Homebuilder Sentiment Sank
All three HMI component indices posted declines in May. The HMI index charting current sales conditions in May fell six points to 51, the component measuring sales expectations in the next six months fell nine points to 51 and the gauge charting traffic of prospective buyers declined four points to 30." – Eye On Housing
Single-Family Permits Fell
Single-family permits decreased 0.8% to a 976,000 unit rate; this is the lowest pace since August 2023." – Eye On Housing
Private Builder Orders Fell In April
Our Private Builder contacts’ April Orders declined -1.5% MoM, outperforming New Home Sales’ -4.8% average historical MoM performance. That said, we caveat that March was an easy comparison increasing +2.0% compared to the +9.8% historical average. Overall, we believe the Public Builders are fairing better in the higher rate environment as they continue gaining market share from smaller publics (Public Builder Market Share Gains Continue - 1Q 2024). Like March, higher mortgage rates are weighing on April homebuyer demand. On a YoY basis, survey results decelerated from +3.0% growth in March to +1.0% growth in April." – Wolfe Research
Sales And Traffic Declined In April Vs. March
Sales and traffic. April sales and traffic indicators softened slightly compared to March. 35% of respondents reported yr/yr increases in sales orders per community vs. 41% last month and 31% in April 2023. 24% saw a yr/yr decrease in orders vs. 22% last month and 34% for the same month in 2023. 38% of builders reported an increase in yr/yr traffic at communities and 25% saw a decline vs. 46% and 23%, respectively, last month and 34% and 27%, respectively, in April 2023." – BTIG Research
Strategic Takeaways for Industry Leaders
- Monitor Market Segments: Focus on the differentiation between the "haves" and "have-nots" within the consumer base. Understanding the financial health and behavior of these segments can help predict future demand trends.

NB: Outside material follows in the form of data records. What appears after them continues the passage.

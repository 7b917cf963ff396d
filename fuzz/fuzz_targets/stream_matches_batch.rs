#![no_main]

use arbitrary::Arbitrary;
use hlp_decoder::{DecoderConfig, DecoderEvent, ItemStream, ParagraphDecoder};
use hlp_types::TextFraming;
use hlp_wire::SliceSource;
use libfuzzer_sys::fuzz_target;

#[derive(Debug, Arbitrary)]
struct FuzzInput {
    length_prefixed: bool,
    max_items: Option<u8>,
    data: Vec<u8>,
}

// Fuzz target: ItemStream must yield exactly what ParagraphDecoder
// returns, and fail whenever it fails.
fuzz_target!(|input: FuzzInput| {
    let mut config = DecoderConfig::default();
    if input.length_prefixed {
        config = config.with_text_framing(TextFraming::LengthPrefixed);
    }
    if let Some(limit) = input.max_items {
        config = config.with_max_items(usize::from(limit));
    }

    let batch = ParagraphDecoder::decode_with_config(&input.data, &config);

    let mut src = SliceSource::new(&input.data);
    let mut settings = None;
    let mut items = Vec::new();
    let mut failed = None;
    for event in ItemStream::new(&mut src, &config) {
        match event {
            Ok(DecoderEvent::Settings(s)) => settings = Some(s),
            Ok(DecoderEvent::Item(item)) => items.push(item),
            Err(err) => failed = Some(err),
        }
    }

    match (batch, failed) {
        (Ok(decoded), None) => {
            assert_eq!(settings, Some(decoded.settings));
            assert_eq!(items, decoded.items);
        }
        (Err(a), Some(b)) => assert_eq!(a.to_string(), b.to_string()),
        (a, b) => panic!("batch gave {a:?}, stream gave {b:?}"),
    }
});
//! Conformance tests: realistic topic streams decoded and listed as
//! inline insta snapshots.
//!
//! Each fixture is a paragraph sub-stream shaped like what the help
//! compiler writes for a common kind of topic. The decoded
//! [`ParagraphItems`](hlp_decoder::ParagraphItems) is rendered with its
//! `Display` listing and compared against the snapshot next to it. A diff
//! signals either a deliberate format change (accept via
//! `cargo insta review`) or an accidental regression.

use hlp_decoder::{DecoderConfig, ParagraphDecoder};
use hlp_tests::{StreamBuilder, hex_fixture, init_logging};
use hlp_types::{BitmapAlignment, Justification, ParagraphSetup, TextFraming};
use insta::assert_snapshot;

// ── Title topic ───────────────────────────────────────────────────────────────

/// Centered, boxed heading as written for a topic's non-scrolling region.
const TITLE_TOPIC: &[&str] = &[
    "00 00 02 09",                                        // space_before|has_border|center_justify
    "01 21 51",                                           // border: boxed|thick
    "80 0000",                                            // font 0
    "01 47 65 74 74 69 6E 67 20 53 74 61 72 74 65 64 00", // "Getting Started"
    "82",                                                 // paragraph
];

#[test]
fn title_topic() {
    init_logging();
    let decoded = ParagraphDecoder::decode(&hex_fixture(&TITLE_TOPIC.join(" "))).unwrap();
    assert_eq!(decoded.settings.setup().justification(), Justification::Center);
    assert_snapshot!(decoded.to_string(), @r#"
    setup: space_before|has_border|center_justify
    border: boxed|thick
    items: 3
      font 0
      text "Getting Started"
      paragraph
    "#);
}

// ── Procedure topic ───────────────────────────────────────────────────────────

fn procedure_topic() -> Vec<u8> {
    StreamBuilder::new(ParagraphSetup::LEFT_MARGIN_INDENT | ParagraphSetup::HAS_TAB_SETTINGS)
        .font(1)
        .text("To open a file:")
        .new_line()
        .text("1.")
        .tab()
        .text("Click ")
        .bitmap(BitmapAlignment::Current, 7)
        .text(" on the toolbar.")
        .new_paragraph()
        .bitmap(BitmapAlignment::Right, 2)
        .build()
}

#[test]
fn procedure_topic_listing() {
    let decoded = ParagraphDecoder::decode(&procedure_topic()).unwrap();
    assert_snapshot!(decoded.to_string(), @r#"
    setup: left_margin_indent|has_tab_settings
    items: 10
      font 1
      text "To open a file:"
      newline
      text "1."
      tab
      text "Click "
      bitmap current #7
      text " on the toolbar."
      paragraph
      bitmap right #2
    "#);
}

#[test]
fn procedure_topic_views() {
    let decoded = ParagraphDecoder::decode(&procedure_topic()).unwrap();
    assert_eq!(
        decoded.plain_text(),
        "To open a file:\n1.\tClick  on the toolbar.\n"
    );
    assert_eq!(decoded.font_descriptors(), vec![1]);
    assert_eq!(decoded.bitmap_numbers(), vec![7, 2]);

    let paragraphs = decoded.paragraphs();
    assert_eq!(paragraphs.len(), 2);
    assert_eq!(paragraphs[1].len(), 1);
}

// ── Odd but valid streams ─────────────────────────────────────────────────────

#[test]
fn unknown_setup_bits_are_kept() {
    let decoded = ParagraphDecoder::decode(&hex_fixture("01 00 00 10")).unwrap();
    assert!(decoded.settings.setup().no_wrap());
    assert_snapshot!(decoded.to_string(), @r"
    setup: no_wrap|0x00000001
    items: 0
    ");
}

#[test]
fn right_justified_length_prefixed_footer() {
    let bytes = StreamBuilder::new(ParagraphSetup::RIGHT_JUSTIFY)
        .font(4)
        .text_prefixed("Page 1")
        .build();
    let config = DecoderConfig::default().with_text_framing(TextFraming::LengthPrefixed);
    let decoded = ParagraphDecoder::decode_with_config(&bytes, &config).unwrap();
    assert_eq!(decoded.settings.setup().justification(), Justification::Right);
    assert_snapshot!(decoded.to_string(), @r#"
    setup: right_justify
    items: 2
      font 4
      text "Page 1"
    "#);
}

- Adjusting Strategies: Consider adjusting sales and marketing strategies to cater to the changing dynamics. Emphasize targeting the "haves" while continuing to explore and develop ways to make new homes more accessible to the "have-nots."

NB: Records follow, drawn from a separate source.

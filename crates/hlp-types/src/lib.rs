#![warn(clippy::pedantic)]

pub mod error;
pub mod setup;
pub mod border;
pub mod settings;
pub mod opcode;
pub mod bitmap;
pub mod text;
pub mod item;

pub use bitmap::{BitmapAlignment, BitmapRef};
pub use border::ParagraphBorder;
pub use error::{Feature, TypeError};
pub use item::ParagraphItem;
pub use opcode::Opcode;
pub use settings::ParagraphSettings;
pub use setup::{Justification, ParagraphSetup};
pub use text::{TextFormat, TextFraming};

- Evaluate Inventory and Spec Production: With indicators showing potential weakening demand, reassess inventory levels and future production plans to avoid overbuilding and align with market realities.
- Financial Implications: Keep a close eye on mortgage rates and their impact on buyer affordability and sentiment. Be prepared for potential shifts in financing options and consumer preferences.
By staying attuned to these early indicators, strategic homebuilding and residential real estate sector leaders can better navigate potential challenges and adjust their approaches to maintain stability and growth.
Just because most urban, suburban, and rural markets have been and will continue to be under-built doesn't mean that every new home that a builder produces will find an immediate pull of demand. That's where the hard work comes in in a housing cycle that someday may be regarded as constructive, but it sure doesn't feel that way as these bumps and bruises play out in real-time.